Parallel Algorithms for Multicore Processors
Motivation and Background
We are looking at various examples of applications of Scientific Computing and try to understand how today's multicore computer may offer improved performance. This currently involves differential equations, N-body problems, event-based models, inverse formulations and preconditioned iterative methods:
- Solving differential equations in general and partial differential equations in particular is a classical problem in computational science. Event-based models, which for example include Markov chains, is also an important computational model in many branches of physics. With a wide range of applications in industry, research, and development, these topics remain central subjects when designing, improving, understanding, or estimating physical systems.
- Inverse formulations (find the coefficients/boundary conditions/... given measured data) typically involve multiple 'forward' evaluations and are thus often computationally very intensive. We currently look on improving algorithms that make many passes over large amounts of data for which data-parallel algorithms perform well.
- We are interested in the challenges of solving and/or evolving these models efficiently in the multicore area. Users of these results are often other researchers trying to design or comprehend complex physical systems such as air-flow around wind power plants, phase-formation in micro-complex fluidic systems, chemical reactions, or combustion in engines.
- Porting iterative methods on multi- and many-core devices is a challenging task due to the limited degree of parallelism in most of the preconditioning techniques. By providing new algorithms suitable for these platforms, we can significantly accelerate many scientific applications based on finite-difference/elements/volumes methods.
In today's multicore era such computational problems can be solved on desktop computers if implemented and understood in the right way. We intend to do so!
Long Term Goal
This project currently encompasses four separate sub-projects.
- (AFMM) Study the impact on efficiency for adaptive fast multipole methods (FMM) on modern heterogeneous multicore computers. FMMs are efficient methods for evaluating N-body interactions, a critical operation in many different fields of computational physics including molecular dynamics and all the way up to astrophysics.
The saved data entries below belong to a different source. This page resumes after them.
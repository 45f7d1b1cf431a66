//! Inbox deduplication for handler chains.
//!
//! The inbox records every request id a chain has processed; a repeat of
//! the same id is either skipped (short-circuit) or rejected. The
//! pipeline builder synthesizes the middleware per chain, scoping keys by
//! terminal handler so fan-out chains deduplicate independently.

// Layer 1: Standard library imports
use std::sync::Arc;

// Layer 2: Third-party crate imports
use async_trait::async_trait;
use chrono::{DateTime, Utc};
use dashmap::DashMap;
use tokio_util::sync::CancellationToken;
use tracing::trace;

// Layer 3: Internal module imports
use crate::context::RequestContext;
use crate::error::BusResult;
use crate::handler::{
    AsyncMiddleware, Middleware, MiddlewareError, MiddlewareResult, Placement,
};
use crate::request::Request;
use crate::util::MessageId;

/// Key identifying one processed request within one chain scope.
#[derive(Debug, Clone, PartialEq, Eq, Hash)]
pub struct InboxKey {
    /// The request id
    pub request_id: MessageId,

    /// Scope of the deduplication, usually `<context>:<handler-type>`
    pub scope: String,
}

impl InboxKey {
    /// Create a key
    pub fn new(request_id: MessageId, scope: impl Into<String>) -> Self {
        Self {
            request_id,
            scope: scope.into(),
        }
    }
}

/// Store of processed request ids.
///
/// Durable implementations live outside the core; [`InMemoryInbox`] is
/// the in-process default.
pub trait Inbox: Send + Sync {
    /// Record a processed request
    fn add(&self, key: InboxKey) -> BusResult<()>;

    /// Returns true when the key has been recorded before
    fn contains(&self, key: &InboxKey) -> BusResult<bool>;
}

/// In-memory inbox backed by a concurrent map.
#[derive(Debug, Default)]
pub struct InMemoryInbox {
    seen: DashMap<InboxKey, DateTime<Utc>>,
}

impl InMemoryInbox {
    /// Create an empty inbox
    pub fn new() -> Self {
        Self {
            seen: DashMap::new(),
        }
    }

    /// Number of recorded keys
    pub fn len(&self) -> usize {
        self.seen.len()
    }

    /// Returns true when nothing has been recorded
    pub fn is_empty(&self) -> bool {
        self.seen.is_empty()
    }
}

impl Inbox for InMemoryInbox {
    fn add(&self, key: InboxKey) -> BusResult<()> {
        self.seen.entry(key).or_insert_with(Utc::now);
        Ok(())
    }

    fn contains(&self, key: &InboxKey) -> BusResult<bool> {
        Ok(self.seen.contains_key(key))
    }
}

/// What the inbox middleware does with a duplicate request.
#[derive(Debug, Clone, Copy, PartialEq, Eq)]
pub enum DuplicateAction {
    /// Short-circuit the chain; the dispatch still succeeds
    Skip,

    /// Fail the chain with a middleware rejection
    Reject,
}

/// Configures the synthesized inbox middleware.
///
/// # Example
/// ```rust
/// use airssys_bus::pipeline::{DuplicateAction, InMemoryInbox, InboxConfiguration};
/// use std::sync::Arc;
///
/// let config = InboxConfiguration::new(Arc::new(InMemoryInbox::new()))
///     .with_action(DuplicateAction::Reject)
///     .with_context("orders");
/// assert_eq!(config.action(), DuplicateAction::Reject);
/// ```
#[derive(Clone)]
pub struct InboxConfiguration {
    inbox: Arc<dyn Inbox>,
    placement: Placement,
    step: i32,
    action: DuplicateAction,
    context: String,
}

impl InboxConfiguration {
    /// Configure inbox deduplication over the given store.
    ///
    /// Defaults: before the terminal at step 0, duplicates skipped,
    /// context `"bus"`.
    pub fn new(inbox: Arc<dyn Inbox>) -> Self {
        Self {
            inbox,
            placement: Placement::Before,
            step: 0,
            action: DuplicateAction::Skip,
            context: "bus".to_string(),
        }
    }

    /// Builder method: set the middleware position
    pub fn with_position(mut self, placement: Placement, step: i32) -> Self {
        self.placement = placement;
        self.step = step;
        self
    }

    /// Builder method: set the duplicate action
    pub fn with_action(mut self, action: DuplicateAction) -> Self {
        self.action = action;
        self
    }

    /// Builder method: set the context prefix for dedup keys
    pub fn with_context(mut self, context: impl Into<String>) -> Self {
        self.context = context.into();
        self
    }

    /// The backing store
    pub fn inbox(&self) -> &Arc<dyn Inbox> {
        &self.inbox
    }

    /// Where the synthesized middleware sits
    pub fn placement(&self) -> Placement {
        self.placement
    }

    /// Ordering priority within the placement
    pub fn step(&self) -> i32 {
        self.step
    }

    /// What happens on a duplicate
    pub fn action(&self) -> DuplicateAction {
        self.action
    }

    /// Context prefix for dedup keys
    pub fn context(&self) -> &str {
        &self.context
    }
}

/// Synthesized deduplication middleware, one instance per chain.
pub(crate) struct InboxMiddleware {
    inbox: Arc<dyn Inbox>,
    action: DuplicateAction,
    scope: String,
}

impl InboxMiddleware {
    /// Build the middleware for one chain scope.
    pub(crate) fn for_chain(config: &InboxConfiguration, terminal: &str) -> Self {
        Self {
            inbox: Arc::clone(config.inbox()),
            action: config.action(),
            scope: format!("{}:{terminal}", config.context()),
        }
    }

    fn check<R: Request>(&self, request: R) -> MiddlewareResult<Option<R>> {
        let key = InboxKey::new(request.id(), self.scope.clone());
        let duplicate = self
            .inbox
            .contains(&key)
            .map_err(|e| MiddlewareError::failed(e.to_string()))?;

        if duplicate {
            trace!(request_id = %request.id(), scope = %self.scope, "duplicate request");
            return match self.action {
                DuplicateAction::Skip => Ok(None),
                DuplicateAction::Reject => Err(MiddlewareError::rejected(format!(
                    "duplicate request {}",
                    request.id()
                ))),
            };
        }

        self.inbox
            .add(key)
            .map_err(|e| MiddlewareError::failed(e.to_string()))?;
        Ok(Some(request))
    }
}

impl<R: Request> Middleware<R> for InboxMiddleware {
    fn name(&self) -> &str {
        "inbox"
    }

    fn before(&mut self, request: R, _context: &mut RequestContext) -> MiddlewareResult<Option<R>> {
        self.check(request)
    }
}

#[async_trait]
impl<R: Request> AsyncMiddleware<R> for InboxMiddleware {
    fn name(&self) -> &str {
        "inbox"
    }

    async fn before(
        &mut self,
        request: R,
        _context: &mut RequestContext,
        _cancel: &CancellationToken,
    ) -> MiddlewareResult<Option<R>> {
        self.check(request)
    }
}

#[cfg(test)]
mod tests {
    #![allow(clippy::unwrap_used)]

    use super::*;

    #[test]
    fn test_in_memory_inbox_records_keys() {
        let inbox = InMemoryInbox::new();
        let key = InboxKey::new(MessageId::new(), "scope");

        assert!(!inbox.contains(&key).unwrap());
        inbox.add(key.clone()).unwrap();
        assert!(inbox.contains(&key).unwrap());
        assert_eq!(inbox.len(), 1);
    }

    #[test]
    fn test_same_id_different_scope_is_distinct() {
        let inbox = InMemoryInbox::new();
        let id = MessageId::new();

        inbox.add(InboxKey::new(id, "a")).unwrap();
        assert!(!inbox.contains(&InboxKey::new(id, "b")).unwrap());
    }

    #[test]
    fn test_duplicate_add_keeps_first_entry() {
        let inbox = InMemoryInbox::new();
        let key = InboxKey::new(MessageId::new(), "scope");

        inbox.add(key.clone()).unwrap();
        inbox.add(key).unwrap();
        assert_eq!(inbox.len(), 1);
    }

    #[test]
    fn test_configuration_defaults() {
        let config = InboxConfiguration::new(Arc::new(InMemoryInbox::new()));

        assert_eq!(config.placement(), Placement::Before);
        assert_eq!(config.step(), 0);
        assert_eq!(config.action(), DuplicateAction::Skip);
        assert_eq!(config.context(), "bus");
    }

    #[test]
    fn test_middleware_scope_includes_terminal() {
        let config = InboxConfiguration::new(Arc::new(InMemoryInbox::new())).with_context("orders");
        let middleware = InboxMiddleware::for_chain(&config, "ship_handler");

        assert_eq!(middleware.scope, "orders:ship_handler");
    }
}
Adaptivity is needed in most applications as point distributions tend to be non-uniform. Parts of the FMM algorithm are highly suitable to e.g. GPU computing and we aim at understanding design principles for a balanced version which exploits the heterogeneity of the algorithm itself.
- (ParPDE) Develop an adaptive framework for solution of high-dimensional partial differential equations optimized for clusters of multicore nodes. The main focus of this project is to investigate how operations on high-dimensional grids are most efficiently implemented with respect to performance and programmer effort. Communication-avoiding Krylov subspace methods that minimize data traffic between nodes and cores are implemented and evaluated.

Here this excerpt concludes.